• **Exercise**
Identify all lines of the data containing the string "EventTable" and copy them.

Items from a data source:

····················

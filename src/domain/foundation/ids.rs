//! Strongly-typed identifier value objects.

use serde::{Deserialize, Serialize};
use std::fmt;
use std::str::FromStr;
use std::sync::atomic::{AtomicU64, Ordering};
use uuid::Uuid;

/// Unique identifier for a mounted dashboard view.
///
/// Each mount owns exactly one channel, so the id doubles as the
/// correlation key for everything the live sync controller logs.
#[derive(Debug, Clone, Copy, PartialEq, Eq, Hash, Serialize, Deserialize)]
#[serde(transparent)]
pub struct ViewId(Uuid);

impl ViewId {
    /// Creates a new random ViewId.
    pub fn new() -> Self {
        Self(Uuid::new_v4())
    }

    /// Creates a ViewId from an existing UUID.
    pub fn from_uuid(uuid: Uuid) -> Self {
        Self(uuid)
    }

    /// Returns the inner UUID.
    pub fn as_uuid(&self) -> &Uuid {
        &self.0
    }
}

impl Default for ViewId {
    fn default() -> Self {
        Self::new()
    }
}

impl fmt::Display for ViewId {
    fn fmt(&self, f: &mut fmt::Formatter<'_>) -> fmt::Result {
        write!(f, "{}", self.0)
    }
}

impl FromStr for ViewId {
    type Err = uuid::Error;

    fn from_str(s: &str) -> Result<Self, Self::Err> {
        Ok(Self(Uuid::parse_str(s)?))
    }
}

/// Unique identifier for a single pushed channel event.
#[derive(Debug, Clone, Copy, PartialEq, Eq, Hash, Serialize, Deserialize)]
#[serde(transparent)]
pub struct EventId(Uuid);

impl EventId {
    /// Creates a new random EventId.
    pub fn new() -> Self {
        Self(Uuid::new_v4())
    }
}

impl Default for EventId {
    fn default() -> Self {
        Self::new()
    }
}

impl fmt::Display for EventId {
    fn fmt(&self, f: &mut fmt::Formatter<'_>) -> fmt::Result {
        write!(f, "{}", self.0)
    }
}

/// Handle for one listener registration on a channel.
///
/// Issued by the transport from `ChannelHandle::on` and handed back to
/// `ChannelHandle::off` at teardown. Ids are process-unique.
#[derive(Debug, Clone, Copy, PartialEq, Eq, Hash, PartialOrd, Ord)]
pub struct ListenerId(u64);

static NEXT_LISTENER_ID: AtomicU64 = AtomicU64::new(1);

impl ListenerId {
    /// Allocates the next listener id.
    pub fn next() -> Self {
        Self(NEXT_LISTENER_ID.fetch_add(1, Ordering::Relaxed))
    }

    /// Returns the raw numeric value.
    pub fn value(&self) -> u64 {
        self.0
    }
}

impl fmt::Display for ListenerId {
    fn fmt(&self, f: &mut fmt::Formatter<'_>) -> fmt::Result {
        write!(f, "listener-{}", self.0)
    }
}
//! RecordStore - the record set a dashboard view displays.
//!
//! There is one writer (the refresh path) and any number of readers (the
//! grid's render pass, tests). Every write replaces the whole set; nothing
//! is ever merged or mutated in place.

use std::fmt;
use std::sync::Arc;

use tokio::sync::watch;

/// Immutable view of the store at one version.
pub struct Snapshot<T> {
    /// Bumped on every replacement. Starts at 0 for the initial set.
    pub version: u64,
    pub records: Arc<[T]>,
}

impl<T> Clone for Snapshot<T> {
    fn clone(&self) -> Self {
        Self {
            version: self.version,
            records: Arc::clone(&self.records),
        }
    }
}

impl<T> fmt::Debug for Snapshot<T> {
    fn fmt(&self, f: &mut fmt::Formatter<'_>) -> fmt::Result {
        f.debug_struct("Snapshot")
            .field("version", &self.version)
            .field("len", &self.records.len())
            .finish()
    }
}

/// Wholesale-replaced record set with change notification.
pub struct RecordStore<T> {
    tx: watch::Sender<Snapshot<T>>,
}

impl<T> RecordStore<T> {
    /// Creates an empty store.
    pub fn new() -> Self {
        Self::with_records(Vec::new())
    }

    /// Creates a store seeded with `records` at version 0.
    pub fn with_records(records: impl Into<Arc<[T]>>) -> Self {
        let (tx, _) = watch::channel(Snapshot {
            version: 0,
            records: records.into(),
        });
        Self { tx }
    }

    /// Replaces the whole record set and returns the new version.
    pub fn replace(&self, records: impl Into<Arc<[T]>>) -> u64 {
        let records = records.into();
        let mut version = 0;
        self.tx.send_modify(|snapshot| {
            snapshot.version += 1;
            snapshot.records = records;
            version = snapshot.version;
        });
        version
    }

    pub fn snapshot(&self) -> Snapshot<T> {
        self.tx.borrow().clone()
    }

    pub fn records(&self) -> Arc<[T]> {
        Arc::clone(&self.tx.borrow().records)
    }

    pub fn version(&self) -> u64 {
        self.tx.borrow().version
    }

    pub fn len(&self) -> usize {
        self.tx.borrow().records.len()
    }

    pub fn is_empty(&self) -> bool {
        self.len() == 0
    }

    /// Receiver that wakes on every replacement.
    pub fn subscribe(&self) -> watch::Receiver<Snapshot<T>> {
        self.tx.subscribe()
    }
}

impl<T> Default for RecordStore<T> {
    fn default() -> Self {
        Self::new()
    }
}

impl<T> fmt::Debug for RecordStore<T> {
    fn fmt(&self, f: &mut fmt::Formatter<'_>) -> fmt::Result {
        f.debug_struct("RecordStore")
            .field("snapshot", &*self.tx.borrow())
            .finish()
    }
}

#[cfg(test)]
mod tests {
    use super::*;

    #[test]
    fn new_store_is_empty_at_version_zero() {
        let store: RecordStore<u32> = RecordStore::new();
        assert!(store.is_empty());
        assert_eq!(store.version(), 0);
    }

    #[test]
    fn replace_swaps_the_whole_set_and_bumps_version() {
        let store = RecordStore::with_records(vec![1, 2, 3]);
        let before = store.records();

        let version = store.replace(vec![9]);

        assert_eq!(version, 1);
        assert_eq!(&*store.records(), &[9]);
        // Readers holding the old snapshot are unaffected
        assert_eq!(&*before, &[1, 2, 3]);
    }

    #[tokio::test]
    async fn subscribers_observe_replacements() {
        let store = RecordStore::with_records(vec!["a"]);
        let mut rx = store.subscribe();

        store.replace(vec!["b", "c"]);

        rx.changed().await.unwrap();
        let snapshot = rx.borrow_and_update().clone();
        assert_eq!(snapshot.version, 1);
        assert_eq!(&*snapshot.records, &["b", "c"]);
    }

    #[test]
    fn versions_are_monotonic() {
        let store = RecordStore::new();
        let versions: Vec<u64> = (0..5).map(|i| store.replace(vec![i])).collect();
        assert_eq!(versions, vec![1, 2, 3, 4, 5]);
    }
}
//! Push channel adapters.
//!
//! - `InMemoryChannelHub` - in-process transport for tests and mock-data views

mod in_memory;

pub use in_memory::{InMemoryChannel, InMemoryChannelHub};
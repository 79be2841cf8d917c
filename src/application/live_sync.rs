//! LiveSyncController - per-view realtime channel lifecycle.
//!
//! Each mounted dashboard view owns exactly one controller, and each
//! controller owns exactly one channel. Nothing is pooled or shared, so one
//! view's unmount never touches another view's channel.
//!
//! ## Lifecycle
//!
//! ```text
//! mount()
//!   │
//!   ▼
//! Connecting ──connect fails / times out──▶ Disconnected (realtime paused)
//!   │
//!   │ subscribe(topic) handshake
//!   │ on(name, listener) for every name in the EventTable
//!   ▼
//! Subscribed ──transport drops channel──▶ Disconnected (realtime paused)
//!   │
//!   │ inbound event ─▶ EventTable lookup ─▶ spawned RefreshAction
//!   ▼
//! unmount() / drop ─▶ off(all listeners) ─▶ close() ─▶ Closed
//! ```
//!
//! ## Failure Semantics
//!
//! Connect and refresh failures are logged and swallowed. There is no
//! retry or backoff; reconnection is the transport's business.
//!
//! ## Ordering
//!
//! Inbound events are dispatched in delivery order. Each one spawns an
//! independent refresh, and an in-flight refresh is never cancelled, so
//! when fetches overlap the record set ends up holding whichever response
//! resolved last.

use std::sync::atomic::{AtomicBool, Ordering};
use std::sync::{Arc, Mutex, PoisonError};
use std::time::Duration;

use tokio::sync::{mpsc, watch};
use tokio::task::JoinHandle;

use crate::config::LiveSyncConfig;
use crate::domain::foundation::{DomainError, ErrorCode, ListenerId, StateMachine, ViewId};
use crate::domain::sync::{ChannelEvent, SyncState, ViewScope};
use crate::ports::{ChannelConnector, ChannelHandle, ChannelListener, RefreshAction};

use super::event_table::EventTable;

/// Owns one view's channel from mount to unmount.
///
/// # Example
///
/// ```ignore
/// let table = EventTable::new()
///     .on_all(["queue-update", "call-update", "status-change"], refresh);
/// let controller = LiveSyncController::new(connector, config.live_sync, "calls", table);
///
/// controller.mount()?;
/// // ... view is live ...
/// controller.unmount().await;
/// ```
pub struct LiveSyncController {
    session: Arc<Session>,
    shutdown: watch::Sender<bool>,
    supervisor: Mutex<Option<JoinHandle<()>>>,
    mounted: AtomicBool,
}

impl LiveSyncController {
    /// Create a controller for a new view.
    pub fn new(
        connector: Arc<dyn ChannelConnector>,
        config: LiveSyncConfig,
        topic: impl Into<String>,
        table: EventTable,
    ) -> Self {
        Self::with_scope(connector, config, topic, table, ViewScope::new(ViewId::new()))
    }

    /// Create a controller bound to an existing view scope.
    pub fn with_scope(
        connector: Arc<dyn ChannelConnector>,
        config: LiveSyncConfig,
        topic: impl Into<String>,
        table: EventTable,
        scope: ViewScope,
    ) -> Self {
        let (state, _) = watch::channel(SyncState::Disconnected);
        let (shutdown, _) = watch::channel(false);
        Self {
            session: Arc::new(Session {
                connector,
                endpoint: config.endpoint.clone(),
                connect_timeout: config.connect_timeout(),
                topic: topic.into(),
                table,
                scope,
                state,
            }),
            shutdown,
            supervisor: Mutex::new(None),
            mounted: AtomicBool::new(false),
        }
    }

    pub fn view_id(&self) -> ViewId {
        self.session.scope.view_id()
    }

    /// Liveness token handed to every refresh this controller triggers.
    pub fn scope(&self) -> &ViewScope {
        &self.session.scope
    }

    pub fn topic(&self) -> &str {
        &self.session.topic
    }

    pub fn state(&self) -> SyncState {
        *self.session.state.borrow()
    }

    /// Receiver that wakes on every lifecycle transition.
    pub fn state_changes(&self) -> watch::Receiver<SyncState> {
        self.session.state.subscribe()
    }

    /// Start connecting. Returns immediately; progress is observable via
    /// `state_changes`.
    ///
    /// # Errors
    ///
    /// - `ViewUnmounted` if `unmount` already ran
    /// - `InvalidStateTransition` if already mounted
    /// - `InternalError` if called outside a tokio runtime
    pub fn mount(&self) -> Result<(), DomainError> {
        if *self.shutdown.borrow() {
            return Err(DomainError::new(
                ErrorCode::ViewUnmounted,
                "Cannot mount a view that has been unmounted",
            )
            .with_detail("view_id", self.view_id().to_string()));
        }

        let runtime = tokio::runtime::Handle::try_current().map_err(|e| {
            DomainError::new(
                ErrorCode::InternalError,
                format!("Live sync requires a tokio runtime: {}", e),
            )
        })?;

        if self.mounted.swap(true, Ordering::SeqCst) {
            return Err(DomainError::new(
                ErrorCode::InvalidStateTransition,
                "View is already mounted",
            )
            .with_detail("view_id", self.view_id().to_string()));
        }

        tracing::info!(
            view_id = %self.view_id(),
            endpoint = %self.session.endpoint,
            topic = %self.session.topic,
            events = self.session.table.len(),
            "Mounting live sync"
        );

        let task = runtime.spawn(Arc::clone(&self.session).run(self.shutdown.subscribe()));
        *self
            .supervisor
            .lock()
            .unwrap_or_else(PoisonError::into_inner) = Some(task);
        Ok(())
    }

    /// Tear down: deregister every listener, close the channel and move to
    /// `Closed`. Safe from any state, including mid-connect. Idempotent.
    ///
    /// Refreshes already in flight are not cancelled; their results are
    /// discarded when they resolve.
    pub async fn unmount(&self) {
        self.session.scope.deactivate();
        self.shutdown.send_replace(true);

        let supervisor = self
            .supervisor
            .lock()
            .unwrap_or_else(PoisonError::into_inner)
            .take();

        match supervisor {
            Some(task) => {
                if let Err(error) = task.await {
                    tracing::error!(
                        view_id = %self.view_id(),
                        error = %error,
                        "Live sync supervisor ended abnormally"
                    );
                }
            }
            None if !self.state().is_terminal() => self.session.transition(SyncState::Closed),
            None => {}
        }
    }
}

impl Drop for LiveSyncController {
    fn drop(&mut self) {
        // The detached supervisor still runs teardown
        self.session.scope.deactivate();
        self.shutdown.send_replace(true);
    }
}

impl std::fmt::Debug for LiveSyncController {
    fn fmt(&self, f: &mut std::fmt::Formatter<'_>) -> std::fmt::Result {
        f.debug_struct("LiveSyncController")
            .field("view_id", &self.view_id())
            .field("topic", &self.session.topic)
            .field("state", &self.state())
            .finish()
    }
}

/// State shared between the controller and its supervisor task.
struct Session {
    connector: Arc<dyn ChannelConnector>,
    endpoint: String,
    connect_timeout: Duration,
    topic: String,
    table: EventTable,
    scope: ViewScope,
    state: watch::Sender<SyncState>,
}

/// Message from channel listeners to the supervisor.
enum Inbound {
    Event(ChannelEvent),
    TransportLost(DomainError),
}

impl Session {
    async fn run(self: Arc<Self>, mut shutdown: watch::Receiver<bool>) {
        let view_id = self.scope.view_id();
        self.transition(SyncState::Connecting);

        let connect = tokio::time::timeout(
            self.connect_timeout,
            self.connector.connect(&self.endpoint),
        );
        let channel = tokio::select! {
            biased;
            _ = shutdown_requested(&mut shutdown) => {
                tracing::debug!(%view_id, "Unmounted while connecting; abandoning attempt");
                self.transition(SyncState::Closed);
                return;
            }
            result = connect => match result {
                Ok(Ok(channel)) => channel,
                Ok(Err(error)) => {
                    tracing::warn!(
                        %view_id,
                        endpoint = %self.endpoint,
                        error = %error,
                        "Channel connect failed; realtime paused"
                    );
                    return self.pause_until_unmount(&mut shutdown).await;
                }
                Err(_) => {
                    let error = connect_timed_out(&self.endpoint, self.connect_timeout);
                    tracing::warn!(
                        %view_id,
                        error = %error,
                        "Channel connect timed out; realtime paused"
                    );
                    return self.pause_until_unmount(&mut shutdown).await;
                }
            }
        };

        if *shutdown.borrow() {
            channel.close().await;
            self.transition(SyncState::Closed);
            return;
        }

        if let Err(error) = channel.subscribe(&self.topic).await {
            let error = subscribe_failed(&self.topic, error);
            tracing::warn!(
                %view_id,
                error = %error,
                details = ?error.details,
                "Subscribe handshake failed; realtime paused"
            );
            channel.close().await;
            return self.pause_until_unmount(&mut shutdown).await;
        }

        if *shutdown.borrow() {
            channel.close().await;
            self.transition(SyncState::Closed);
            return;
        }

        let (tx, mut inbound) = mpsc::unbounded_channel();
        let listener: Arc<dyn ChannelListener> = Arc::new(Forwarder {
            scope: self.scope.clone(),
            tx,
        });
        let registrations: Vec<ListenerId> = self
            .table
            .event_names()
            .map(|name| channel.on(name, Arc::clone(&listener)))
            .collect();
        drop(listener);

        self.transition(SyncState::Subscribed);
        tracing::info!(
            %view_id,
            topic = %self.topic,
            listeners = registrations.len(),
            "Live sync subscribed"
        );

        let mut events_open = true;
        loop {
            tokio::select! {
                biased;
                _ = shutdown_requested(&mut shutdown) => break,
                message = inbound.recv(), if events_open => match message {
                    Some(Inbound::Event(event)) => self.dispatch(event),
                    Some(Inbound::TransportLost(error)) => {
                        if self.state.borrow().is_live() {
                            tracing::warn!(%view_id, error = %error, "Channel lost; realtime paused");
                        }
                        self.transition(SyncState::Disconnected);
                    }
                    None => events_open = false,
                },
            }
        }

        self.teardown(channel.as_ref(), registrations).await;
    }

    async fn teardown(&self, channel: &dyn ChannelHandle, registrations: Vec<ListenerId>) {
        let count = registrations.len();
        for id in registrations {
            channel.off(id);
        }
        channel.close().await;
        self.transition(SyncState::Closed);
        tracing::info!(
            view_id = %self.scope.view_id(),
            listeners = count,
            "Live sync torn down"
        );
    }

    async fn pause_until_unmount(&self, shutdown: &mut watch::Receiver<bool>) {
        self.transition(SyncState::Disconnected);
        shutdown_requested(shutdown).await;
        self.transition(SyncState::Closed);
    }

    fn dispatch(&self, event: ChannelEvent) {
        if !self.scope.is_active() {
            return;
        }
        let Some(action) = self.table.action_for(&event.name).cloned() else {
            tracing::debug!(
                view_id = %self.scope.view_id(),
                event = %event.name,
                "No refresh bound to event"
            );
            return;
        };

        tracing::debug!(
            view_id = %self.scope.view_id(),
            event = %event.name,
            event_id = %event.event_id,
            action = %action.name(),
            "Dispatching refresh"
        );

        let scope = self.scope.clone();
        tokio::spawn(async move {
            if let Err(error) = action.refresh(&scope).await {
                tracing::warn!(
                    view_id = %scope.view_id(),
                    action = %action.name(),
                    error = %error,
                    "Refresh failed; keeping last record set"
                );
            }
        });
    }

    /// Applies `target` if the lifecycle allows it. Invalid transitions are
    /// logged and ignored; repeating the current state is a no-op.
    fn transition(&self, target: SyncState) {
        let view_id = self.scope.view_id();
        self.state.send_if_modified(|current| {
            if *current == target {
                return false;
            }
            match current.transition_to(target) {
                Ok(next) => {
                    tracing::debug!(%view_id, from = %current, to = %next, "Sync state changed");
                    *current = next;
                    true
                }
                Err(error) => {
                    tracing::warn!(%view_id, error = %error, "Ignoring invalid sync state transition");
                    false
                }
            }
        });
    }
}

/// Listener registered on the channel. Hands events to the supervisor.
struct Forwarder {
    scope: ViewScope,
    tx: mpsc::UnboundedSender<Inbound>,
}

impl ChannelListener for Forwarder {
    fn on_event(&self, event: ChannelEvent) {
        if !self.scope.is_active() {
            return;
        }
        // Only fails once the supervisor has stopped receiving
        let _ = self.tx.send(Inbound::Event(event));
    }

    fn on_transport_error(&self, error: DomainError) {
        let _ = self.tx.send(Inbound::TransportLost(error));
    }
}

fn connect_timed_out(endpoint: &str, timeout: Duration) -> DomainError {
    let timeout_ms = u64::try_from(timeout.as_millis()).unwrap_or(u64::MAX);
    DomainError::new(
        ErrorCode::ChannelTimeout,
        format!("Channel connect timed out after {}ms", timeout_ms),
    )
    .with_detail("endpoint", endpoint)
}

fn subscribe_failed(topic: &str, cause: DomainError) -> DomainError {
    DomainError::new(
        ErrorCode::SubscribeFailed,
        format!("Subscribe handshake failed: {}", cause.message),
    )
    .with_detail("topic", topic)
    .with_detail("cause", cause.code.to_string())
}

/// Resolves once shutdown is signalled or the controller is gone.
async fn shutdown_requested(shutdown: &mut watch::Receiver<bool>) {
    while !*shutdown.borrow_and_update() {
        if shutdown.changed().await.is_err() {
            return;
        }
    }
}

····················

• **Reply**
//!   │ on(name, listener) for every name in the EventTable
//!   │ inbound event ─▶ EventTable lookup ─▶ spawned RefreshAction
use super::event_table::EventTable;
/// let table = EventTable::new()
        table: EventTable,
        table: EventTable,
    table: EventTable,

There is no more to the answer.